▸ What to produce:
Word for word, return the lines from the start of the entries below through the line that has "body and title.".

▸ Source material:

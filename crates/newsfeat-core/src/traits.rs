//! Core traits for the pipeline's collaborators.
//!
//! The store, the enrichment API and the queue sit behind these interfaces so
//! the orchestrator and the consumer loop can be exercised with in-memory
//! implementations.

use async_trait::async_trait;
use chrono::{DateTime, Utc};

use crate::error::Result;
use crate::models::*;

// =============================================================================
// STORE
// =============================================================================

/// Read access to articles and their processing status.
#[async_trait]
pub trait ArticleRepository: Send + Sync {
    /// Fetch an article. `Ok(None)` when the id does not exist.
    async fn fetch_by_id(&self, id: ArticleId) -> Result<Option<Article>>;

    /// Set the processing status. Setting the same status twice is harmless.
    async fn update_status(&self, id: ArticleId, status: ArticleStatus) -> Result<()>;
}

/// Request for persisting one extraction result.
#[derive(Debug, Clone)]
pub struct CreateFeaturesRequest {
    pub article_id: ArticleId,
    pub features: ExtractedFeatures,
    pub model_version: String,
    /// When the extraction finished.
    pub extraction_date: DateTime<Utc>,
    pub processing_time_ms: i64,
}

/// Append-only storage of extraction results.
#[async_trait]
pub trait FeatureRepository: Send + Sync {
    /// Insert a record and mark the article `success` in one transaction.
    ///
    /// Returns the surrogate id of the new record.
    async fn insert_with_status(&self, req: CreateFeaturesRequest) -> Result<i64>;

    /// All records for an article, oldest first.
    async fn list_for_article(&self, article_id: ArticleId) -> Result<Vec<StoredFeatures>>;
}

// =============================================================================
// ENRICHMENT
// =============================================================================

/// Turns article text into validated features.
#[async_trait]
pub trait FeatureExtractor: Send + Sync {
    /// Extract features from an article body and title.
    async fn extract_features(&self, text: &str, title: &str) -> Result<ExtractedFeatures>;

    /// Model identifier used for requests.
    fn model_name(&self) -> &str;
}

// =============================================================================
// QUEUE
// =============================================================================

/// Processes one unit of work taken from the queue.
///
/// The consumer only sees the boolean: `true` acknowledges the delivery,
/// `false` sends it down the retry/dead-letter path.
#[async_trait]
pub trait WorkHandler: Send + Sync {
    async fn handle(&self, article_id: ArticleId, retry_count: u32) -> bool;
}

/// Enqueues work items.
#[async_trait]
pub trait WorkPublisher: Send + Sync {
    async fn publish(&self, article_id: ArticleId, retry_count: u32) -> Result<()>;
}
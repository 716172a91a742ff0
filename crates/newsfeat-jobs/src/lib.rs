//! # newsfeat-jobs
//!
//! Message-driven processing for the newsfeat pipeline.
//!
//! This crate provides:
//! - An AMQP work queue with a dead-letter queue and delayed retries
//! - The extraction pipeline that turns one queued article into stored features
//! - A background worker with graceful shutdown
//!
//! ## Example
//!
//! ```ignore
//! use std::sync::Arc;
//! use newsfeat_jobs::{ExtractionPipeline, QueueConfig, QueueManager, QueueWorker};
//!
//! let queue = Arc::new(QueueManager::new(QueueConfig::from_env()?));
//! queue.connect().await?;
//!
//! let pipeline = Arc::new(ExtractionPipeline::new(articles, features, extractor));
//! pipeline.mark_ready();
//!
//! let handle = QueueWorker::new(queue.clone(), pipeline).start();
//! // ...
//! handle.shutdown().await?;
//! queue.disconnect().await;
//! ```

pub mod pipeline;
pub mod queue;
pub mod worker;

pub use pipeline::ExtractionPipeline;
pub use queue::{
    publish_batch, BatchReport, MessageOutcome, QueueConfig, QueueManager, RedeliveryPolicy,
    RetryScheduler,
};
pub use worker::{QueueWorker, WorkSource, WorkerHandle, WorkerLiveness};
//! # newsfeat-api
//!
//! HTTP façade and process wiring for the newsfeat extraction pipeline.
//!
//! The binary connects the store, the broker and the enrichment client,
//! starts the queue consumer with the extraction pipeline as its handler, and
//! serves manual trigger, publish, health and metrics endpoints.

pub mod config;
pub mod error;
pub mod routes;
pub mod state;
pub mod telemetry;

pub use config::AppConfig;
pub use error::ApiError;
pub use routes::router;
pub use state::{AppState, HealthProbe, ServiceProbe};
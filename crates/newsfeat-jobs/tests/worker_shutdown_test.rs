//! Shutdown ordering between the consume loop and the pipeline.

mod common;

use std::sync::{Arc, Mutex};

use async_trait::async_trait;
use tokio_util::sync::CancellationToken;

use common::InMemoryStore;
use newsfeat_core::{ArticleStatus, Result, WorkHandler};
use newsfeat_inference::mock::MockExtractor;
use newsfeat_jobs::{ExtractionPipeline, QueueWorker, WorkSource};

/// Holds one delivery that is only handled once shutdown has begun.
#[derive(Default)]
struct LateDelivery {
    handled: Mutex<Option<bool>>,
}

#[async_trait]
impl WorkSource for LateDelivery {
    async fn run(
        self: Arc<Self>,
        handler: Arc<dyn WorkHandler>,
        cancel: CancellationToken,
    ) -> Result<()> {
        cancel.cancelled().await;
        let ok = handler.handle(1, 0).await;
        *self.handled.lock().unwrap() = Some(ok);
        Ok(())
    }
}

#[tokio::test]
async fn test_in_flight_delivery_completes_during_shutdown() {
    let store = Arc::new(InMemoryStore::default().with_article(1, "Başlık", "İçerik"));
    let pipeline = Arc::new(ExtractionPipeline::new(
        store.clone(),
        store.clone(),
        Arc::new(MockExtractor::new()),
    ));
    pipeline.mark_ready();

    let source = Arc::new(LateDelivery::default());
    let worker = QueueWorker::new(source.clone(), pipeline.clone()).start();

    worker.shutdown_and_close(&pipeline).await.unwrap();

    assert_eq!(*source.handled.lock().unwrap(), Some(true));
    assert_eq!(store.records().len(), 1);
    assert_eq!(
        store.status_history(1),
        vec![ArticleStatus::Processing, ArticleStatus::Success]
    );
    assert!(!pipeline.is_ready());
}

#[tokio::test]
async fn test_closed_pipeline_refuses_later_work() {
    let store = Arc::new(InMemoryStore::default().with_article(1, "Başlık", "İçerik"));
    let pipeline = Arc::new(ExtractionPipeline::new(
        store.clone(),
        store.clone(),
        Arc::new(MockExtractor::new()),
    ));
    pipeline.mark_ready();

    let worker = QueueWorker::new(Arc::new(LateDelivery::default()), pipeline.clone()).start();
    worker.shutdown_and_close(&pipeline).await.unwrap();

    assert!(!pipeline.handle(1, 1).await);
    assert_eq!(store.records().len(), 1);
}
//! Chat completion request and response types (OpenAI-compatible wire format).

use serde::{Deserialize, Serialize};

/// Request body for the chat completions endpoint.
#[derive(Debug, Serialize)]
pub struct ChatCompletionRequest {
    pub model: String,
    pub messages: Vec<ChatMessage>,
    pub temperature: f32,
    pub max_tokens: u32,
    pub response_format: ResponseFormat,
}

/// A single chat message.
#[derive(Debug, Clone, Serialize, Deserialize)]
pub struct ChatMessage {
    pub role: String,
    #[serde(default)]
    pub content: String,
}

impl ChatMessage {
    pub fn system(content: impl Into<String>) -> Self {
        Self {
            role: "system".to_string(),
            content: content.into(),
        }
    }

    pub fn user(content: impl Into<String>) -> Self {
        Self {
            role: "user".to_string(),
            content: content.into(),
        }
    }
}

/// Requested output format.
#[derive(Debug, Serialize)]
pub struct ResponseFormat {
    #[serde(rename = "type")]
    pub format_type: String,
}

impl ResponseFormat {
    pub fn json_object() -> Self {
        Self {
            format_type: "json_object".to_string(),
        }
    }
}

/// Response from the chat completions endpoint.
///
/// Everything is optional so a structurally odd body surfaces as a parse
/// error from the client rather than a deserialization failure.
#[derive(Debug, Deserialize)]
pub struct ChatCompletionResponse {
    #[serde(default)]
    pub choices: Option<Vec<ChatChoice>>,
    #[serde(default)]
    pub usage: Option<ChatUsage>,
}

/// Single chat completion choice.
#[derive(Debug, Deserialize)]
pub struct ChatChoice {
    pub message: ChatMessage,
    #[serde(default)]
    pub finish_reason: Option<String>,
}

/// Token usage for a chat completion request.
#[derive(Debug, Deserialize)]
pub struct ChatUsage {
    #[serde(default)]
    pub total_tokens: u64,
}
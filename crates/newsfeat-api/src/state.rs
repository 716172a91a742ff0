//! Shared handler state and the health probe seam.

use std::sync::Arc;

use async_trait::async_trait;

use newsfeat_core::{ArticleRepository, EnrichmentMetrics, QueueMetrics, WorkPublisher};
use newsfeat_db::Database;
use newsfeat_inference::GrokClient;
use newsfeat_jobs::{ExtractionPipeline, QueueManager, WorkerLiveness};

/// Liveness of each runtime component.
#[async_trait]
pub trait HealthProbe: Send + Sync {
    async fn database(&self) -> bool;
    async fn queue(&self) -> bool;
    async fn enrichment(&self) -> bool;
    fn consumer_running(&self) -> bool;
}

/// Probe over the real components.
pub struct ServiceProbe {
    pub db: Arc<Database>,
    pub queue: Arc<QueueManager>,
    pub grok: Arc<GrokClient>,
    pub worker: Option<WorkerLiveness>,
}

#[async_trait]
impl HealthProbe for ServiceProbe {
    async fn database(&self) -> bool {
        self.db.pool.is_initialized().await && self.db.ping().await.is_ok()
    }

    async fn queue(&self) -> bool {
        self.queue.is_connected().await
    }

    async fn enrichment(&self) -> bool {
        self.grok.is_connected().await
    }

    fn consumer_running(&self) -> bool {
        self.worker.as_ref().map(|w| w.is_running()).unwrap_or(false)
    }
}

/// State handed to every handler.
#[derive(Clone)]
pub struct AppState {
    pub pipeline: Arc<ExtractionPipeline>,
    pub publisher: Arc<dyn WorkPublisher>,
    pub articles: Arc<dyn ArticleRepository>,
    pub probe: Arc<dyn HealthProbe>,
    pub queue_metrics: Arc<QueueMetrics>,
    pub enrichment_metrics: Arc<EnrichmentMetrics>,
    pub queue_name: String,
}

▸ Task answer:
filename crates/newsfeat-core/src/traits.rs
//! Core traits for the pipeline's collaborators.
//!
//! The store, the enrichment API and the queue sit behind these interfaces so
//! the orchestrator and the consumer loop can be exercised with in-memory
//! implementations.

use async_trait::async_trait;
use chrono::{DateTime, Utc};

use crate::error::Result;
use crate::models::*;

// =============================================================================
// STORE
// =============================================================================

/// Read access to articles and their processing status.
#[async_trait]
pub trait ArticleRepository: Send + Sync {
    /// Fetch an article. `Ok(None)` when the id does not exist.
    async fn fetch_by_id(&self, id: ArticleId) -> Result<Option<Article>>;

    /// Set the processing status. Setting the same status twice is harmless.
    async fn update_status(&self, id: ArticleId, status: ArticleStatus) -> Result<()>;
}

/// Request for persisting one extraction result.
#[derive(Debug, Clone)]
pub struct CreateFeaturesRequest {
    pub article_id: ArticleId,
    pub features: ExtractedFeatures,
    pub model_version: String,
    /// When the extraction finished.
    pub extraction_date: DateTime<Utc>,
    pub processing_time_ms: i64,
}

/// Append-only storage of extraction results.
#[async_trait]
pub trait FeatureRepository: Send + Sync {
    /// Insert a record and mark the article `success` in one transaction.
    ///
    /// Returns the surrogate id of the new record.
    async fn insert_with_status(&self, req: CreateFeaturesRequest) -> Result<i64>;

    /// All records for an article, oldest first.
    async fn list_for_article(&self, article_id: ArticleId) -> Result<Vec<StoredFeatures>>;
}

// =============================================================================
// ENRICHMENT
// =============================================================================

/// Turns article text into validated features.
#[async_trait]
pub trait FeatureExtractor: Send + Sync {
    /// Extract features from an article body and title.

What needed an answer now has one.